Here, the operational matrix of integration of orthonormal Bernstein polynomials is introduced which depends on the integral property of basis vector, i.e., suppose we have a column vector $\varphi \left(t\right)=[{\varphi }_0\left(t\right),{\varphi }_1\left(t\right),\dots {\varphi }_k\left(t\right)]$ where ${\varphi }_0\left(t\right),{\varphi }_1\left(t\right),\dots {\varphi }_k\left(t\right)$ are the basis functions orthogonal on some interval $[a,b]$, then the property states that

$${\int }_a^t\dots {\int }_a^t\varphi \left(x\right){\left(dx\right)}^m=A_{k+1}^m\varphi \left(t\right),$$

(6)

where $A_{k+1}^m$ is the operational matrix of integration of $\varphi \left(t\right)$ which is a constant matrix of order $(k+1)\times (k+1)$. Now adopting this property on vector $B\left(t\right)$, we get

$${\int }_0^{t}B\left(x\right)dx=I_{k+1}B\left(t\right),$$

(7)

where $I_{k+1}$ is the operational matrix of integration of Bernstein polynomials defined as

$${\int }_0^t{B}_{i,k}\left(x\right)dx={\alpha }_i=\sum _{j=0}^k{a}_{jk}^i{B}_{j,k},i=0,1,\dots ,k,0\le t<1.$$

(8)

Therefore

$$I_{k+1}=\left(a_{jk}^i\right)=\langle {\alpha }_i,B_{j,k}\rangle ,i,j=0,1,\dots ,k.$$

(9)

4. The Method for Numerical Inverse Laplace Transform

In this section, we describe the algorithm proposed in [50] by considering the linear time varying system

$$f^{\prime }\left(t\right)+\alpha f\left(t\right)=u\left(t\right),f\left(0\right)=0$$

(10)

where $u\left(t\right)$ is the unit step function.

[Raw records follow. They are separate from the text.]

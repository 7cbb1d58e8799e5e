//! Command-line parsing for the `bss` tool.
//!
//! Parsing stays here; `app` converts these structs into plain configs
//! before anything numerical runs.

use std::path::PathBuf;

use clap::{Args, Parser, Subcommand};

use crate::domain::{GridKind, Quantity};
use crate::fit::ResidualFrame;

/// Top-level CLI.
#[derive(Debug, Parser)]
#[command(
    name = "bss",
    version,
    about = "BeAtlas SED grids and single-scattering polarization models"
)]
pub struct Cli {
    /// Increase log verbosity (`-v` debug, `-vv` trace). `RUST_LOG` wins.
    #[arg(short, long, action = clap::ArgAction::Count, global = true)]
    pub verbose: u8,

    #[command(subcommand)]
    pub command: Command,
}

#[derive(Debug, Subcommand)]
pub enum Command {
    /// Build a binary grid file from a directory of full-SED tables.
    Pack(PackArgs),
    /// Print the header and completeness of a grid file.
    Inspect(InspectArgs),
    /// Interpolate one spectrum from a grid file.
    Interp(InterpArgs),
    /// Compute intrinsic and observed polarization curves for a target.
    Model(ModelArgs),
    /// Compare a target's observations against the model.
    Fit(FitArgs),
}

#[derive(Debug, Args, Clone)]
pub struct PackArgs {
    /// Directory searched recursively for `fullsed_*.sed2` files.
    pub sed_dir: PathBuf,

    /// Output grid file.
    #[arg(short, long)]
    pub output: PathBuf,

    /// Model family to collect.
    #[arg(long, value_enum, default_value_t = GridKind::Parametric)]
    pub kind: GridKind,

    /// Use the fixed reference flux factor instead of per-model luminosities.
    #[arg(long)]
    pub ignore_lum: bool,

    /// Resample onto the wavelengths in this file (one per token).
    #[arg(long, value_name = "FILE")]
    pub lambda: Option<PathBuf>,

    /// Also write a plain-text mirror of the grid.
    #[arg(long, value_name = "FILE")]
    pub text: Option<PathBuf>,
}

#[derive(Debug, Args, Clone)]
pub struct InspectArgs {
    pub grid: PathBuf,

    /// Write a plain-text mirror of the decoded grid.
    #[arg(long, value_name = "FILE")]
    pub text: Option<PathBuf>,
}

#[derive(Debug, Args, Clone)]
pub struct InterpArgs {
    pub grid: PathBuf,

    /// Fixed component, snapped to the nearest grid value (e.g. `M=10`).
    #[arg(long = "set", value_name = "NAME=VALUE", value_parser = parse_assignment)]
    pub set: Vec<(Quantity, f64)>,

    /// Free component, interpolated between neighbours (e.g. `cosi=0.5`).
    #[arg(long = "free", value_name = "NAME=VALUE", value_parser = parse_assignment)]
    pub free: Vec<(Quantity, f64)>,

    /// Combine corners linearly instead of in log flux.
    #[arg(long)]
    pub linear: bool,

    /// Fail when a bracketing corner is missing instead of returning zeros.
    #[arg(long)]
    pub strict: bool,

    /// Write the spectrum as `lambda flux` lines.
    #[arg(short, long)]
    pub output: Option<PathBuf>,

    /// Rows of the spectrum shown in the terminal.
    #[arg(long, default_value_t = 20)]
    pub rows: usize,
}

/// Target setup: a JSON file plus per-field overrides.
#[derive(Debug, Args, Clone, Default)]
pub struct SetupArgs {
    /// Target name (also selects `<target>.log` and the ephemeris row).
    #[arg(short, long)]
    pub target: Option<String>,

    /// JSON file with a full target setup.
    #[arg(long, value_name = "JSON")]
    pub setup: Option<PathBuf>,

    /// Stellar radius (R_sun).
    #[arg(long)]
    pub rs: Option<f64>,
    /// Blob diameter (stellar radii).
    #[arg(long)]
    pub diamb: Option<f64>,
    /// Blob distance (stellar radii).
    #[arg(long)]
    pub distb: Option<f64>,
    /// Blob grid points per axis.
    #[arg(long)]
    pub n0: Option<usize>,
    /// Blob electron density (cm^-3).
    #[arg(long)]
    pub ne: Option<f64>,
    /// Inclination (degrees).
    #[arg(long)]
    pub iang: Option<f64>,
    /// Phase offset (radians).
    #[arg(long)]
    pub dlt0: Option<f64>,
    /// Position angle (degrees).
    #[arg(long)]
    pub ths: Option<f64>,
    #[arg(long, allow_hyphen_values = true)]
    pub qis: Option<f64>,
    #[arg(long, allow_hyphen_values = true)]
    pub uis: Option<f64>,
    /// Disk tilt (degrees).
    #[arg(long, allow_hyphen_values = true)]
    pub alpha: Option<f64>,
    /// Disk height (stellar radii).
    #[arg(long)]
    pub hd: Option<f64>,
    /// Disk electron density (cm^-3).
    #[arg(long)]
    pub ned: Option<f64>,

    /// Ignore stellar occultation of the blob.
    #[arg(long)]
    pub no_occult: bool,
}

#[derive(Debug, Args, Clone)]
pub struct ModelArgs {
    #[command(flatten)]
    pub setup: SetupArgs,

    /// Phase-grid points over one cycle (the duplicate endpoint is dropped).
    #[arg(long, default_value_t = 80)]
    pub phases: usize,

    /// Write the curve as JSON.
    #[arg(short, long)]
    pub output: Option<PathBuf>,

    /// Summarize a previously written curve instead of computing one.
    #[arg(long, value_name = "JSON", conflicts_with = "output")]
    pub from: Option<PathBuf>,
}

#[derive(Debug, Args, Clone)]
pub struct FitArgs {
    #[command(flatten)]
    pub setup: SetupArgs,

    /// Directory holding `<target>.log`.
    #[arg(long, default_value = ".")]
    pub log_dir: PathBuf,

    /// Ephemeris table (`target period epoch_jd`); falls back to `SINGSCAT_EPHEMERIS`.
    #[arg(long)]
    pub ephemeris: Option<PathBuf>,

    /// Bin observations into this many phase bins.
    #[arg(long)]
    pub bins: Option<usize>,

    /// Frame in which model and data are compared.
    #[arg(long, value_enum, default_value_t = ResidualFrame::Observed)]
    pub frame: ResidualFrame,

    /// Run the Metropolis sampler around the configured setup.
    #[arg(long)]
    pub sample: bool,

    #[arg(long, default_value_t = 16)]
    pub walkers: usize,

    #[arg(long, default_value_t = 400)]
    pub steps: usize,

    /// Steps dropped from each chain before summarizing.
    #[arg(long, default_value_t = 100)]
    pub burn: usize,

    #[arg(long, default_value_t = 42)]
    pub seed: u64,

    /// Proposal sigma as a fraction of each parameter's prior width.
    #[arg(long, default_value_t = 0.02)]
    pub proposal_scale: f64,

    /// Scan chi2 thresholds for per-parameter intervals (optional step cap).
    #[arg(long, value_name = "MAX_STEPS", num_args = 0..=1, default_missing_value = "400")]
    pub errors: Option<usize>,

    /// Phase-grid points for the exported model curve.
    #[arg(long, default_value_t = 80)]
    pub phases: usize,

    /// Print the per-epoch residual table.
    #[arg(long)]
    pub table: bool,

    /// Export per-epoch residuals to CSV.
    #[arg(long)]
    pub export: Option<PathBuf>,

    /// Export phase-sorted observations with wrapped edges to CSV.
    #[arg(long = "export-phased")]
    pub export_phased: Option<PathBuf>,

    /// Export sampler chains to CSV.
    #[arg(long = "export-chain")]
    pub export_chain: Option<PathBuf>,

    /// Export the fit summary to JSON.
    #[arg(long = "export-summary")]
    pub export_summary: Option<PathBuf>,

    /// Export the model curve to JSON.
    #[arg(long = "export-curve")]
    pub export_curve: Option<PathBuf>,
}

/// Parse `NAME=VALUE` into a grid quantity and its value.
pub fn parse_assignment(s: &str) -> Result<(Quantity, f64), String> {
    let (name, value) = s
        .split_once('=')
        .ok_or_else(|| format!("Expected NAME=VALUE, got '{s}'."))?;
    let quantity: Quantity = name.parse()?;
    let value: f64 = value
        .trim()
        .parse()
        .map_err(|_| format!("Invalid number '{value}' for '{quantity}'."))?;
    Ok((quantity, value))
}
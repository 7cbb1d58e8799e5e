//! Voxel lattices for the blob and the tilted disk.
//!
//! Both lattices are returned in spherical coordinates centred on the star,
//! at rotational phase zero. The blob lattice is centred on the +x axis at the
//! blob distance; callers place the two blobs by shifting the azimuth.

use std::f64::consts::TAU;

use nalgebra::Vector3;

use crate::domain::{DiskParams, StarGeometry};
use crate::math::{Spherical, axis_rotation, cart2sph};

/// Blob voxels: centres of the `n0³` sub-cubes of the blob's bounding cube
/// that lie inside the blob sphere.
#[derive(Debug, Clone, PartialEq)]
pub struct BlobVoxels {
    pub points: Vec<Spherical>,
}

impl BlobVoxels {
    /// Number of voxels retained (`n3`).
    pub fn n3(&self) -> usize {
        self.points.len()
    }
}

/// Build the blob lattice.
///
/// The bounding cube has side `diamb` and is split into `n0` cells per axis;
/// cell centres within `diamb / 2` of the blob centre are kept. For `n0 >= 2`
/// at least the eight cells around the centre survive, and for `n0 >= 3` the
/// cube corners are always cut.
pub fn geogen(star: &StarGeometry) -> BlobVoxels {
    let n0 = star.n0;
    let dr = star.diamb / n0 as f64;
    let radius = star.diamb / 2.0;
    let offsets: Vec<f64> = (0..n0)
        .map(|k| (k as f64 + 0.5 - n0 as f64 / 2.0) * dr)
        .collect();

    let mut points = Vec::new();
    for &dx in &offsets {
        for &dy in &offsets {
            for &dz in &offsets {
                if (dx * dx + dy * dy + dz * dz).sqrt() <= radius {
                    points.push(cart2sph(&Vector3::new(star.distb + dx, dy, dz)));
                }
            }
        }
    }
    BlobVoxels { points }
}

/// Build the disk lattice: `ddr` radii × `dh` heights × `dphi` azimuths, then
/// tilt the disk plane by `alpha` about the y axis.
///
/// Radii sit at the centres of `ddr` equal steps between `rdi` and `rdf`;
/// heights at the centres of `dh` equal steps across `height` (a single layer
/// lies in the midplane); azimuths at `k · 2π/dphi`.
pub fn diskcoords(disk: &DiskParams) -> Vec<Spherical> {
    let dr = (disk.rdf - disk.rdi) / disk.ddr as f64;
    let tilt = axis_rotation(0.0, 0.0, disk.alpha);

    let mut points = Vec::with_capacity(disk.ddr * disk.dh * disk.dphi);
    for i in 0..disk.ddr {
        let r = disk.rdi + dr * (i as f64 + 0.5);
        for j in 0..disk.dh {
            let z = disk.height * ((j as f64 + 0.5) / disk.dh as f64 - 0.5);
            for k in 0..disk.dphi {
                let phi = TAU * k as f64 / disk.dphi as f64;
                let (s, c) = phi.sin_cos();
                let v = tilt * Vector3::new(r * c, r * s, z);
                points.push(cart2sph(&v));
            }
        }
    }
    points
}

/// Keep-mask for disk voxels: `false` for voxels inside either blob.
///
/// At phase zero the blobs sit on the y axis at `±distb`.
pub fn outside_blobs_mask(disk: &[Spherical], star: &StarGeometry) -> Vec<bool> {
    let radius = star.diamb / 2.0;
    let centres = [
        Vector3::new(0.0, star.distb, 0.0),
        Vector3::new(0.0, -star.distb, 0.0),
    ];
    disk.iter()
        .map(|p| {
            let v = p.to_cartesian();
            centres.iter().all(|c| (v - c).norm() >= radius)
        })
        .collect()
}

/// Disk voxels that do not overlap the blobs.
pub fn disk_outside_blobs(disk: &[Spherical], star: &StarGeometry) -> Vec<Spherical> {
    disk.iter()
        .zip(outside_blobs_mask(disk, star))
        .filter_map(|(p, keep)| keep.then_some(*p))
        .collect()
}

#[cfg(test)]
mod tests {
    use super::*;
    use crate::domain::TargetSetup;
    use crate::domain::constants::R_SUN;

    fn star(n0: usize) -> StarGeometry {
        let rs = 4.28 * R_SUN;
        StarGeometry {
            rs,
            diamb: 2.0 / 3.0 * rs,
            distb: 2.4 * rs,
            n0,
            occult: true,
        }
    }

    #[test]
    fn worked_example_keeps_some_but_not_all_cells() {
        let n3 = geogen(&star(5)).n3();
        assert!(n3 > 0);
        assert!(n3 < 125);
    }

    #[test]
    fn every_resolution_from_two_has_voxels() {
        for n0 in 2..=12 {
            let blob = geogen(&star(n0));
            assert!(blob.n3() > 0, "n0 = {n0}");
            assert!(blob.n3() <= n0 * n0 * n0);
        }
        assert_eq!(geogen(&star(2)).n3(), 8);
    }

    #[test]
    fn blob_voxels_lie_inside_blob() {
        let s = star(6);
        let centre = Vector3::new(s.distb, 0.0, 0.0);
        for p in geogen(&s).points {
            assert!((p.to_cartesian() - centre).norm() <= s.diamb / 2.0 + 1.0);
        }
    }

    #[test]
    fn disk_lattice_size_and_radii() {
        let snap = TargetSetup::default().snapshot();
        let disk = diskcoords(&snap.disk);
        assert_eq!(disk.len(), 3 * 180);
        for p in &disk {
            assert!(p.r >= snap.disk.rdi - 1.0 && p.r <= snap.disk.rdf + 1.0);
        }
    }

    #[test]
    fn untilted_single_layer_lies_in_midplane() {
        let mut snap = TargetSetup::default().snapshot();
        snap.disk.alpha = 0.0;
        for p in diskcoords(&snap.disk) {
            assert!((p.th - std::f64::consts::FRAC_PI_2).abs() < 1e-12);
        }
    }

    #[test]
    fn blob_mask_removes_overlapping_disk_cells() {
        let snap = TargetSetup::default().snapshot();
        let disk = diskcoords(&snap.disk);
        let kept = disk_outside_blobs(&disk, &snap.star);
        assert!(kept.len() < disk.len());
        assert!(!kept.is_empty());
    }
}
//! Numerical primitives: coordinate transforms, interpolation and weighted
//! statistics.

pub mod coords;
pub mod interp;
pub mod stats;

pub use coords::*;
pub use interp::*;
pub use stats::*;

Here, we convert this differential equation to integral equation

$$f\left(t\right)+{\int }_0^t\alpha f\left(x\right)dx={\int }_0^{t}u\left(x\right)dx,f\left(0\right)=0.$$

(11)

Performing Laplace transform on both sides of (11), we get

$$F\left(s\right)=\frac{1}{s(s+\alpha )}.$$

(12)

We can rewrite (12) as

$$F\left(s\right)=\frac{\frac{1}{s^2}}{(1+\frac{\alpha }{s})}=\overline{F}\left(\frac{1}{s}\right).$$

(13)

Here, we use result from Laplace theory [36]: if $L\left(f\right(t\left)\right)=F\left(s\right)$, then

$$L\left({\int }_0^{t}f\left(x\right)dx\right)=\frac{1}{s}F\left(s\right).$$

(14)

This result can be explained as the integration in time-domain is corresponding to multiplication of $1/s$ in $s-domain$.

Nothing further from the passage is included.